BO: But I should also say, this conversation is really been about force air delivery system, the old houses with the radiators that are out at the walls, those can be very, very comfortable.
TM: Yes. Yeah.
BO: There’s just no air conditioning in most of those houses during the summer unless you’ve got a really special add on package after the fall.
TM: Which you bring up a good point Bill. Radiant heat is I think some of the most comfortable heat, you’ve got forced air furnace it kicks on. It’s like, a blast of hot air right? It can be loud and then all of a sudden it turns off and then it gets cold again, with radiant heat, it’s just this nice kind of cosy warmth coming off of a radiator, right?
RS: Yeah.
TM: I think it’s comfortable.
RS: Doug Hansen, author of Code Check. You never got a chance to meet him, you guys but when he’d teach seminars, he’d con, “Oh, you mean a scorched air system?”
TM: A scorched air system.
BO: Oh my god.
RS: He named it scorched air system.
TM: Yeah. Oh, but the thing about these older houses with the radiant heat, that’s great, but if you wanna add central air, you got to install…
BO: Ductwork system.
TM: Ductwork system or some other system or you could do a mini split system.
BO: Yeah. We’re gonna take a right turn now and Reuben’s got a question that he had his hand in the air for a while over here for Tessa when it comes to old houses.

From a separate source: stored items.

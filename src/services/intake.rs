use std::sync::Arc;

use crate::{
    config::Config,
    error::{AppError, AppResult},
    models::AddCommunityResponse,
    repositories::CommunityStore,
};

use super::{ClientProvider, FollowReconciler, ReputationSource};

/// 解析 `name@host`，返回 (name, host)
pub fn parse_community_symbol(input: &str) -> AppResult<(String, String)> {
    let symbol = input.trim();
    let Some((name, host)) = symbol.split_once('@') else {
        return Err(AppError::validation(format!("Invalid community {}", symbol)));
    };

    if name.is_empty() || !is_bare_domain(host) || name.contains(is_separator) {
        return Err(AppError::validation(format!("Invalid community {}", symbol)));
    }

    Ok((name.to_string(), host.to_lowercase()))
}

fn is_separator(c: char) -> bool {
    matches!(c, '@' | '/' | ':' | '?' | '#' | '\\') || c.is_whitespace()
}

/// 只接受不带端口、路径和用户信息的域名，否则会被拼成指向别处的 URL
fn is_bare_domain(host: &str) -> bool {
    host.contains('.')
        && !host.starts_with('.')
        && !host.ends_with('.')
        && !host.contains(is_separator)
}

/// 新社区登记流程
///
/// 校验格式、黑名单与实例信誉后，用匿名客户端在社区所属实例上确认社区存在，
/// 再交给同步器登记并立即对该社区执行一次同步。
pub struct CommunityIntake {
    communities: Arc<dyn CommunityStore>,
    clients: Arc<dyn ClientProvider>,
    reputation: Arc<dyn ReputationSource>,
    reconciler: Arc<FollowReconciler>,
    config: Config,
}

impl CommunityIntake {
    pub fn new(
        config: &Config,
        communities: Arc<dyn CommunityStore>,
        clients: Arc<dyn ClientProvider>,
        reputation: Arc<dyn ReputationSource>,
        reconciler: Arc<FollowReconciler>,
    ) -> Self {
        Self {
            communities,
            clients,
            reputation,
            reconciler,
            config: config.clone(),
        }
    }

    pub async fn add(&self, input: &str) -> AppResult<AddCommunityResponse> {
        let (name, host) = parse_community_symbol(input)?;
        let symbol = format!("{}@{}", name, host);

        if self.config.is_blacklisted(&host) {
            return Err(AppError::validation(format!("Instance {} is blacklisted", host)));
        }

        let reputation = self.reputation.reputation(&host).await?;
        let fediseer = &self.config.fediseer;
        if let Some(reason) =
            reputation.rejection(&host, fediseer.min_guarantees, fediseer.max_censures)
        {
            return Err(AppError::validation(reason));
        }

        let client = self.clients.anonymous(&host).await?;
        let view = client
            .get_community(&name)
            .await?
            .ok_or_else(|| AppError::validation(format!("Community {} does not exist", symbol)))?;

        if view.nsfw {
            return Err(AppError::validation(format!("Community {} is NSFW", symbol)));
        }
        if view.deleted || view.removed {
            return Err(AppError::validation(format!(
                "Community {} is deleted or removed",
                symbol
            )));
        }

        let (community, updated) = self.reconciler.register(&host, &name).await?;
        Ok(AddCommunityResponse { updated, community })
    }
}

#[cfg(test)]
mod tests {
    use super::*;
    use crate::{
        models::{ProgressRecord, ProgressStatus, SubscribedType, TrackedCommunity},
        repositories::MemoryStore,
        services::{
            FederationStatusCache, Reputation,
            test_support::{FakeClient, FakeProvider, account, view},
        },
    };
    use std::time::Duration;
    use tokio::sync::Semaphore;

    struct FixedReputation(Reputation);

    #[async_trait::async_trait]
    impl ReputationSource for FixedReputation {
        async fn reputation(&self, _host: &str) -> AppResult<Reputation> {
            Ok(self.0)
        }
    }

    fn intake(
        store: Arc<MemoryStore>,
        provider: Arc<FakeProvider>,
        guarantees: usize,
    ) -> CommunityIntake {
        intake_with_reconciler(store, provider, guarantees).0
    }

    fn intake_with_reconciler(
        store: Arc<MemoryStore>,
        provider: Arc<FakeProvider>,
        guarantees: usize,
    ) -> (CommunityIntake, Arc<FollowReconciler>) {
        let reconciler = Arc::new(FollowReconciler::new(
            store.clone(),
            store.clone(),
            provider.clone(),
            Arc::new(FederationStatusCache::new(Duration::from_secs(3600))),
        ));
        let config = Config {
            blacklisted_instances: vec!["bad.example".to_string()],
            ..Config::default()
        };
        let intake = CommunityIntake::new(
            &config,
            store,
            provider,
            Arc::new(FixedReputation(Reputation {
                guarantees,
                censures: 0,
            })),
            reconciler.clone(),
        );
        (intake, reconciler)
    }

    #[test]
    fn test_parse_community_symbol() {
        assert_eq!(
            parse_community_symbol(" rust@Lemmy.ML ").unwrap(),
            ("rust".to_string(), "lemmy.ml".to_string())
        );
        assert!(parse_community_symbol("rust").is_err());
        assert!(parse_community_symbol("rust@localhost").is_err());
        assert!(parse_community_symbol("@lemmy.ml").is_err());
        // 主机部分只能是裸域名
        assert!(parse_community_symbol("rust@lemmy.ml@bad.example").is_err());
        assert!(parse_community_symbol("rust@evil.example/path?x=1").is_err());
        assert!(parse_community_symbol("rust@lemmy.ml:8080").is_err());
        assert!(parse_community_symbol("rust@lemmy .ml").is_err());
        assert!(parse_community_symbol("rust@lemmy.ml#frag").is_err());
        assert!(parse_community_symbol("ru/st@lemmy.ml").is_err());
    }

    #[tokio::test]
    async fn test_unguaranteed_host_rejected_before_any_client() {
        let provider = Arc::new(FakeProvider::new());
        let intake = intake(Arc::new(MemoryStore::new()), provider.clone(), 0);

        let err = intake.add("rust@shady.example").await.unwrap_err();

        assert!(matches!(err, AppError::Validation(ref msg) if msg.contains("not guaranteed")));
        assert_eq!(provider.constructions(), 0);
    }

    #[tokio::test]
    async fn test_blacklisted_host_rejected() {
        let provider = Arc::new(FakeProvider::new());
        let intake = intake(Arc::new(MemoryStore::new()), provider.clone(), 5);

        let err = intake.add("rust@bad.example").await.unwrap_err();

        assert!(matches!(err, AppError::Validation(ref msg) if msg.contains("blacklisted")));
        assert_eq!(provider.constructions(), 0);
    }

    #[tokio::test]
    async fn test_nsfw_community_rejected() {
        let mut nsfw = view(1, SubscribedType::NotSubscribed, 0);
        nsfw.nsfw = true;
        let provider =
            Arc::new(FakeProvider::new().with_client(Arc::new(FakeClient::new("lemmy.ml").with_community(nsfw))));
        let store = Arc::new(MemoryStore::new());
        let intake = intake(store.clone(), provider, 5);

        assert!(intake.add("rust@lemmy.ml").await.is_err());
        assert!(CommunityStore::find(store.as_ref(), "lemmy.ml", "rust").await.unwrap().is_none());
    }

    #[tokio::test]
    async fn test_deleted_or_removed_community_rejected() {
        for flag in ["deleted", "removed"] {
            let mut gone = view(1, SubscribedType::NotSubscribed, 0);
            gone.deleted = flag == "deleted";
            gone.removed = flag == "removed";
            let home = Arc::new(FakeClient::new("lemmy.ml").with_community(gone));
            let provider = Arc::new(FakeProvider::new().with_client(home));
            let store = Arc::new(MemoryStore::new());
            let intake = intake(store.clone(), provider, 5);

            let err = intake.add("rust@lemmy.ml").await.unwrap_err();

            assert!(matches!(err, AppError::Validation(ref msg) if msg.contains("deleted or removed")));
            assert!(CommunityStore::find(store.as_ref(), "lemmy.ml", "rust").await.unwrap().is_none());
        }
    }

    #[tokio::test]
    async fn test_readding_resets_progress_and_follows() {
        let home = Arc::new(
            FakeClient::new("lemmy.ml").with_community(view(1, SubscribedType::NotSubscribed, 0)),
        );
        let bot = Arc::new(
            FakeClient::new("lemmy.world").with_community(view(8, SubscribedType::NotSubscribed, 0)),
        );
        let provider = Arc::new(FakeProvider::new().with_client(home).with_client(bot.clone()));

        let mut existing = TrackedCommunity::new("lemmy.ml", "rust");
        existing.progress = vec![ProgressRecord {
            host: "lemmy.world".to_string(),
            status: ProgressStatus::Done,
        }];
        let store = Arc::new(MemoryStore::with_data(
            vec![existing],
            vec![account("lemmy.world", 0)],
        ));
        let intake = intake(store.clone(), provider, 5);

        let response = intake.add("rust@lemmy.ml").await.unwrap();

        assert!(response.updated);
        assert_eq!(bot.calls().follows, 1);
        assert_eq!(
            response.community.status_for("lemmy.world"),
            Some(ProgressStatus::Pending)
        );
    }

    #[tokio::test]
    async fn test_readding_during_running_pass_keeps_reset() {
        let home = Arc::new(
            FakeClient::new("lemmy.ml").with_community(view(1, SubscribedType::NotSubscribed, 0)),
        );
        // 已有其他本地订阅者，每次评估都会退订并标记完成
        let gate = Arc::new(Semaphore::new(0));
        let bot = Arc::new(
            FakeClient::new("lemmy.world")
                .with_community(view(8, SubscribedType::NotSubscribed, 1))
                .with_follow_gate(gate.clone()),
        );
        let provider = Arc::new(FakeProvider::new().with_client(home.clone()).with_client(bot.clone()));
        let store = Arc::new(MemoryStore::with_data(
            vec![TrackedCommunity::new("lemmy.ml", "rust")],
            vec![account("lemmy.world", 0)],
        ));
        let (intake, reconciler) = intake_with_reconciler(store.clone(), provider, 5);

        // 定时同步停在退订请求上，持有旧的进度
        let pass = tokio::spawn(async move { reconciler.run_pass().await });
        while bot.calls().lookups == 0 {
            tokio::task::yield_now().await;
        }

        let intake = Arc::new(intake);
        let readd = tokio::spawn({
            let intake = intake.clone();
            async move { intake.add("rust@lemmy.ml").await }
        });
        while home.calls().lookups == 0 {
            tokio::task::yield_now().await;
        }
        for _ in 0..16 {
            tokio::task::yield_now().await;
        }

        gate.add_permits(8);
        pass.await.unwrap().unwrap();
        let response = readd.await.unwrap().unwrap();

        assert!(response.updated);
        assert_eq!(bot.calls().unfollows, 2);
        assert_eq!(
            response.community.status_for("lemmy.world"),
            Some(ProgressStatus::Done)
        );
    }
}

RS: So the last thing I mean, Tessa you’re talking about manual j calculations and the importance of proper duct sizing and all that to get air where you want it. What happens on these old houses? Because really our topic is old versus new. What happens on these old houses when we convert from a gravity system to a forced air system? How do we get all that ductwork properly done and what actually happens?
TM: That’s a great question. From what I know should be done scientifically is that the ductwork needs to be resized, you can’t just use all of that existing ductwork because that was meant for a gravity system and now you’re going to force their system so it needs much smaller ductwork so it’d be ripping it all out and installing new stuff and installing more supplies and more returns everywhere.
RS: But that’s never happened, right?
TM: I’ve never seen it happen.
RS: Yeah.
TM: Never seen it happen in ElectroFit.
BO: It feels very invasive if you’re gonna really do it right.
TM: It would be. Yeah, it would be.
RS: You end up taking the supply registers, converting them to return registers and then you run smaller supply trunks inside of the old returns. That’s it.
TM: Have you seen that?
RS: It works well enough.
TM: Yeah.
BO: I’m having a hard time visualizing what you just said so dumb it down for me.
RS: Well on a gravity system, you’ve got these big supplies that run right up through the middle of the home. Now all of a sudden we turn that into return, that’s air that comes back into the forced air furnace.
BO: Okay.
RS: And you have supplies going to the outside walls, and they use those return chases except they run ductwork inside of it because it’s much smaller now. Now it’s under pressure.
BO: Very good. Now I understand. I thought you were saying they were both living in the same space.
RS: Nah.
BO: Okay. I’m cool, moving on.
[laughter]
RS: All right. So next topic was indoor air quality and changing out the air in the home, really important thing.
BO: Well, when you start messing around, I mean, new houses have this, they’re thinking about this right away but these old houses, when you start converting and how do you manage indoor air quality on this old house that’s leaky and maybe doesn’t have great ductwork.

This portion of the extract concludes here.